J’ai aidé à ma façon 

Par : Julien Chartier 

Je m’implique depuis dix ans en tant que bénévole au sein du Centre d’action bénévole des Chic-Chocs en Gaspésie pour le service d’Accompagnement / Transport (rendez-vous médicaux de personnes isolées et vulnérables). Au tout début de la pandémie, je me suis adapté en plaçant des plexiglas dans la voiture entre les deux sièges. Le Centre d’action bénévole a par la suite suggéré aux autres accompagnateurs de faire la même chose en leur payant la facture.  

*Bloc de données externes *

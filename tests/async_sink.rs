//! Background sink behavior against real outputs.

mod common;

use calltrace::sink::{RotatingFileOutput, StreamOutput};
use calltrace::{
    AsyncSink, MarkerFlags, MetricRegistry, OutputConfig, SinkConfig, SinkOptions, SymbolId,
    SymbolRegistry, Time, TraceRecord, TraceSink, Tracer, TracerConfig,
};
use common::{SharedBuf, init_test, read_stream, traces};
use std::fs;
use std::sync::Arc;
use std::sync::mpsc;

fn record(symbols: &SymbolRegistry, class: &str) -> TraceRecord {
    TraceRecord::new(symbols.id_of(class), symbols.id_of("handle"), SymbolId::NULL)
}

#[test]
fn rotation_starts_self_contained_files() {
    init_test("rotation_starts_self_contained_files");
    let dir = tempfile::tempdir().unwrap();
    let path = dir.path().join("traces.ctr");
    let symbols = Arc::new(SymbolRegistry::new());
    // Every item fills the file.
    let output = RotatingFileOutput::new(&path, 1, 3);
    let probe = output.clone();
    let sink = AsyncSink::spawn(
        Box::new(output),
        SinkOptions::default(),
        Arc::clone(&symbols),
        Arc::new(MetricRegistry::new()),
    )
    .unwrap();

    assert!(sink.submit(record(&symbols, "First")));
    assert!(sink.submit(record(&symbols, "Second")));
    let stats = sink.shutdown();
    assert_eq!(stats.written, 2);
    assert_eq!(stats.rotations, 2);
    assert_eq!(stats.errors, 0);

    assert!(!path.exists());
    let newest = fs::read(probe.archive_path(1)).unwrap();
    let oldest = fs::read(probe.archive_path(2)).unwrap();

    // Each file decodes on its own, so the shared `handle` symbol was sent
    // again after rotation.
    let (items, receiver) = read_stream(&newest);
    let second = traces(&items);
    assert_eq!(second.len(), 1);
    assert_eq!(receiver.name(second[0].class_id), "Second");
    assert_eq!(receiver.name(second[0].method_id), "handle");

    let (items, receiver) = read_stream(&oldest);
    let first = traces(&items);
    assert_eq!(receiver.name(first[0].class_id), "First");
    assert_eq!(receiver.name(first[0].method_id), "handle");
}

#[test]
fn full_queue_drops_and_counts() {
    init_test("full_queue_drops_and_counts");
    let symbols = Arc::new(SymbolRegistry::new());
    let (opened_tx, opened_rx) = mpsc::channel();
    let (gate_tx, gate_rx) = mpsc::channel::<()>();
    let buf = SharedBuf::default();
    let target = buf.clone();
    let output = StreamOutput::new("gated", move || {
        let _ = opened_tx.send(());
        let _ = gate_rx.recv();
        Ok(target.clone())
    });
    let sink = AsyncSink::spawn(
        Box::new(output),
        SinkOptions {
            capacity: 2,
            ..SinkOptions::default()
        },
        Arc::clone(&symbols),
        Arc::new(MetricRegistry::new()),
    )
    .unwrap();

    assert!(sink.submit(record(&symbols, "A")));
    // The writer holds the first item and is stuck opening the output.
    opened_rx.recv().unwrap();
    assert!(sink.submit(record(&symbols, "B")));
    assert!(sink.submit(record(&symbols, "C")));
    assert!(!sink.submit(record(&symbols, "D")));
    assert_eq!(sink.pending(), 2);

    gate_tx.send(()).unwrap();
    let stats = sink.shutdown();
    assert_eq!(stats.submitted, 3);
    assert_eq!(stats.dropped, 1);
    assert_eq!(stats.written, 3);

    let (items, receiver) = read_stream(&buf.bytes());
    let names: Vec<String> = traces(&items)
        .iter()
        .map(|t| receiver.name(t.class_id))
        .collect();
    assert_eq!(names, ["A", "B", "C"]);
}

#[test]
fn tracer_writes_to_configured_file() {
    init_test("tracer_writes_to_configured_file");
    let dir = tempfile::tempdir().unwrap();
    let path = dir.path().join("out").join("agent.ctr");
    let config = TracerConfig {
        agent_name: "e2e".to_string(),
        min_method_time_ns: 0,
        min_trace_time_ms: 0,
        sink: SinkConfig {
            output: OutputConfig::File {
                path: path.clone(),
                max_size: 1 << 20,
                max_archives: 2,
            },
            ..SinkConfig::default()
        },
        ..TracerConfig::default()
    };
    let (tracer, sink) = Tracer::start(config).unwrap();

    let symbols = tracer.symbols();
    let mut b = tracer.builder();
    b.enter(symbols.id_of("Job"), symbols.id_of("run"), SymbolId::NULL, Time::from_nanos(0));
    b.begin(symbols.id_of("nightly"), 0, MarkerFlags::empty());
    b.enter(symbols.id_of("Step"), symbols.id_of("exec"), SymbolId::NULL, Time::from_nanos(5));
    b.return_(Time::from_nanos(20));
    b.return_(Time::from_nanos(30));
    assert_eq!(b.stats().submitted, 1);

    let stats = sink.shutdown();
    assert_eq!(stats.written, 1);

    let (items, receiver) = read_stream(&fs::read(&path).unwrap());
    let tree = traces(&items)[0];
    assert_eq!(receiver.name(tree.class_id), "Job");
    assert_eq!(receiver.name(tree.children[0].class_id), "Step");
    assert_eq!(tree.calls, 2);
}
//! Performance metrics.
//!
//! Metrics are grouped by [`MetricTemplate`], which fixes how raw readings are
//! evaluated ([`MetricKind`]) and scaled. A [`Scanner`] reads its metrics
//! periodically and produces a [`PerfRecord`], which travels through the same
//! sink and stream as traces.

pub mod metric;
pub mod registry;
pub mod sample;
pub mod template;

pub use metric::{Metric, MetricDef, MetricState};
pub use registry::MetricRegistry;
pub use sample::{PerfRecord, PerfSample, Scanner};
pub use template::{MetricKind, MetricTemplate};
//! Metric instances and their evaluation state.

use super::template::{MetricKind, MetricTemplate};
use crate::types::SymbolId;
use serde::{Deserialize, Serialize};
use std::collections::{BTreeMap, VecDeque};

/// Stateless definition of a metric, as disclosed on the wire.
#[derive(Debug, Clone, PartialEq, Eq, Serialize, Deserialize)]
pub struct MetricDef {
    /// Metric id, unique within a [`MetricRegistry`](super::MetricRegistry).
    pub id: u32,
    /// Template the metric was created from.
    pub template_id: u32,
    /// Metric name symbol.
    pub name: SymbolId,
    /// Attribute values keyed by attribute symbol.
    pub attrs: BTreeMap<SymbolId, String>,
}

impl MetricDef {
    /// Visits every symbol the definition names.
    pub fn for_each_symbol(&self, visit: &mut impl FnMut(SymbolId)) {
        visit(self.name);
        for key in self.attrs.keys() {
            visit(*key);
        }
    }
}

/// Evaluation state, one variant per [`MetricKind`].
#[derive(Debug, Clone, PartialEq)]
pub enum MetricState {
    /// No state.
    RawData,
    /// Previous reading.
    RawDelta {
        /// Last reading seen.
        last: Option<f64>,
    },
    /// Previous reading and its clock.
    TimedDelta {
        /// Last `(clock, reading)` seen.
        last: Option<(u64, f64)>,
    },
    /// Readings inside the window.
    WindowedRate {
        /// Window length in milliseconds.
        window_ms: u64,
        /// `(clock, reading)` pairs, oldest first.
        history: VecDeque<(u64, f64)>,
    },
    /// Previous busy-time reading and its clock.
    Utilization {
        /// Last `(clock, reading)` seen.
        last: Option<(u64, f64)>,
    },
}

impl MetricState {
    /// Returns the initial state for `kind`.
    #[must_use]
    pub fn for_kind(kind: MetricKind) -> Self {
        match kind {
            MetricKind::RawData => Self::RawData,
            MetricKind::RawDelta => Self::RawDelta { last: None },
            MetricKind::TimedDelta => Self::TimedDelta { last: None },
            MetricKind::WindowedRate { window_ms } => Self::WindowedRate {
                window_ms,
                history: VecDeque::new(),
            },
            MetricKind::Utilization => Self::Utilization { last: None },
        }
    }

    /// Feeds a raw reading taken at `clock` (ms) and returns the unscaled
    /// value, or `None` while there is not enough history.
    ///
    /// A reading below the previous one is treated as a counter reset: the
    /// state restarts from it and nothing is reported.
    pub fn evaluate(&mut self, clock: u64, raw: f64) -> Option<f64> {
        match self {
            Self::RawData => Some(raw),
            Self::RawDelta { last } => {
                let prev = last.replace(raw)?;
                (raw >= prev).then(|| raw - prev)
            }
            Self::TimedDelta { last } => {
                let (prev_clock, prev) = last.replace((clock, raw))?;
                per_second(prev_clock, prev, clock, raw)
            }
            Self::WindowedRate { window_ms, history } => {
                if history.back().is_some_and(|(_, prev)| raw < *prev) {
                    history.clear();
                }
                while history.len() > 1
                    && history
                        .get(1)
                        .is_some_and(|(c, _)| clock.saturating_sub(*c) >= *window_ms)
                {
                    history.pop_front();
                }
                let value = history
                    .front()
                    .and_then(|(c, prev)| per_second(*c, *prev, clock, raw));
                history.push_back((clock, raw));
                value
            }
            Self::Utilization { last } => {
                let (prev_clock, prev) = last.replace((clock, raw))?;
                if clock <= prev_clock || raw < prev {
                    return None;
                }
                Some((raw - prev) / (clock - prev_clock) as f64)
            }
        }
    }
}

fn per_second(prev_clock: u64, prev: f64, clock: u64, raw: f64) -> Option<f64> {
    if clock <= prev_clock || raw < prev {
        return None;
    }
    Some((raw - prev) * 1000.0 / (clock - prev_clock) as f64)
}

/// A metric with its evaluation state.
#[derive(Debug, Clone, PartialEq)]
pub struct Metric {
    def: MetricDef,
    scale: f64,
    state: MetricState,
}

impl Metric {
    /// Creates a metric from its definition and template.
    #[must_use]
    pub fn new(def: MetricDef, template: &MetricTemplate) -> Self {
        Self {
            def,
            scale: template.scale(),
            state: MetricState::for_kind(template.kind),
        }
    }

    /// Returns the metric id.
    #[must_use]
    pub const fn id(&self) -> u32 {
        self.def.id
    }

    /// Returns the definition.
    #[must_use]
    pub const fn def(&self) -> &MetricDef {
        &self.def
    }

    /// Evaluates a raw reading taken at `clock` (ms) and applies the
    /// template's scale.
    pub fn evaluate(&mut self, clock: u64, raw: f64) -> Option<f64> {
        self.state.evaluate(clock, raw).map(|v| v * self.scale)
    }
}

#[cfg(test)]
mod tests {
    use super::*;

    fn metric(kind: MetricKind, multiplier: f64, divider: f64) -> Metric {
        let template = MetricTemplate::new(kind, SymbolId::new(1), SymbolId::new(2))
            .with_scale(multiplier, divider);
        let def = MetricDef {
            id: 1,
            template_id: template.id,
            name: SymbolId::new(3),
            attrs: BTreeMap::new(),
        };
        Metric::new(def, &template)
    }

    #[test]
    fn raw_data_is_scaled() {
        let mut m = metric(MetricKind::RawData, 1.0, 1024.0);
        assert_eq!(m.evaluate(0, 2048.0), Some(2.0));
        assert_eq!(m.evaluate(1, 1024.0), Some(1.0));
    }

    #[test]
    fn raw_delta_needs_two_readings() {
        let mut m = metric(MetricKind::RawDelta, 1.0, 1.0);
        assert_eq!(m.evaluate(0, 10.0), None);
        assert_eq!(m.evaluate(1, 15.0), Some(5.0));
        assert_eq!(m.evaluate(2, 15.0), Some(0.0));
        // Counter reset.
        assert_eq!(m.evaluate(3, 2.0), None);
        assert_eq!(m.evaluate(4, 3.0), Some(1.0));
    }

    #[test]
    fn timed_delta_is_per_second() {
        let mut m = metric(MetricKind::TimedDelta, 1.0, 1.0);
        assert_eq!(m.evaluate(1_000, 0.0), None);
        assert_eq!(m.evaluate(3_000, 50.0), Some(25.0));
        assert_eq!(m.evaluate(3_000, 60.0), None);
    }

    #[test]
    fn windowed_rate_slides() {
        let mut m = metric(MetricKind::WindowedRate { window_ms: 2_000 }, 1.0, 1.0);
        assert_eq!(m.evaluate(0, 0.0), None);
        assert_eq!(m.evaluate(1_000, 10.0), Some(10.0));
        assert_eq!(m.evaluate(2_000, 30.0), Some(15.0));
        // Reading at 0 has left the window; rate is over [1000, 3000].
        assert_eq!(m.evaluate(3_000, 30.0), Some(10.0));
    }

    #[test]
    fn utilization_is_a_fraction() {
        let mut m = metric(MetricKind::Utilization, 100.0, 1.0);
        assert_eq!(m.evaluate(0, 0.0), None);
        assert_eq!(m.evaluate(1_000, 250.0), Some(25.0));
    }
}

Cela a permis de mettre à l’aise les personnes que j’accompagnais et ce fut très apprécié des gens, principalement les aînés. Je sentais les personnes très anxieuses vis-à-vis la Covid. J’ai essayé de les mettre à l’aise avec la pandémie en leur parlant et les réconfortant durant le trajet. Plusieurs se sont ouverts davantage à moi pendant ces moments. Je crois que la peur en a rendu certains plus vulnérables. Mais d’un autre côté, certains se sont aussi plus ouverts à la conversation. Les liens se sont davantage soudés.  

Il faut être à l’écoute des gens pour pouvoir les aider avec leurs propres problèmes de santé, surtout pendant la pandémie avec tout le stress qui était ajouté. Plusieurs ont utilisé ce service pour se déplacer à l’extérieur du territoire de la Haute-Gaspésie, car la plupart n’ont pas d’auto et ils sont isolés. Ce sont des aînés qui doivent se rendre à leur rendez-vous médical, même avec la Covid. Souvent sans contact avec leur famille, je suis la seule personne avec qui ils peuvent parler durant la semaine. Le contact est important pour eux, et même avec la pandémie et la peur de transmission, le simple appel que je faisais pour confirmer l’heure de rendez-vous était significatif. Je leur parlais un peu plus longtemps, car je savais à quel point cela leur faisait du bien, particulièrement avec l’isolement encore plus grand provoqué par le confinement. Bref, j’ai aidé à ma façon ces personnes que j’accompagne dans ma voiture durant la pandémie. Ça m’a fait moi-même un grand bien.